(Stored data)
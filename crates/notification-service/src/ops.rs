//! 运维端点
//!
//! - `GET /health`：健康返回 200，否则 503，响应体为健康状态 JSON
//! - `GET /stats`：消费端指标快照
//! - `GET /metrics`：Prometheus 文本格式指标

use std::future::Future;
use std::net::SocketAddr;
use std::sync::Arc;

use axum::extract::State;
use axum::http::StatusCode;
use axum::response::IntoResponse;
use axum::routing::get;
use axum::{Json, Router};
use notify_shared::observability::metrics as prom;
use tracing::info;

use crate::metrics::MetricsSnapshot;
use crate::service::NotificationService;

pub fn router(service: Arc<NotificationService>) -> Router {
    Router::new()
        .route("/health", get(health))
        .route("/stats", get(stats))
        .route("/metrics", get(metrics))
        .with_state(service)
}

/// 在 `addr` 上提供运维端点，`shutdown` 完成后优雅退出
pub async fn serve(
    addr: SocketAddr,
    service: Arc<NotificationService>,
    shutdown: impl Future<Output = ()> + Send + 'static,
) -> std::io::Result<()> {
    let listener = tokio::net::TcpListener::bind(addr).await?;
    info!(%addr, "运维端点已监听");

    axum::serve(listener, router(service))
        .with_graceful_shutdown(shutdown)
        .await
}

async fn health(State(service): State<Arc<NotificationService>>) -> impl IntoResponse {
    let status = service.health_check();
    let code = if status.is_healthy() {
        StatusCode::OK
    } else {
        StatusCode::SERVICE_UNAVAILABLE
    };
    (code, Json(status))
}

async fn stats(State(service): State<Arc<NotificationService>>) -> Json<MetricsSnapshot> {
    Json(service.metrics())
}

async fn metrics() -> impl IntoResponse {
    match prom::get_handle() {
        Some(handle) => (StatusCode::OK, handle.render()),
        None => (
            StatusCode::SERVICE_UNAVAILABLE,
            "metrics exporter not initialized".to_string(),
        ),
    }
}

WHAT THE TASK ASKS »
Return the entries exactly through the "use axum::http::StatusCode;" line.

REPLY TO THE TASK »
filename crates/notification-service/src/ops.rs
//! 运维端点
//!
//! - `GET /health`：健康返回 200，否则 503，响应体为健康状态 JSON
//! - `GET /stats`：消费端指标快照
//! - `GET /metrics`：Prometheus 文本格式指标

use std::future::Future;
use std::net::SocketAddr;
use std::sync::Arc;

use axum::extract::State;
use axum::http::StatusCode;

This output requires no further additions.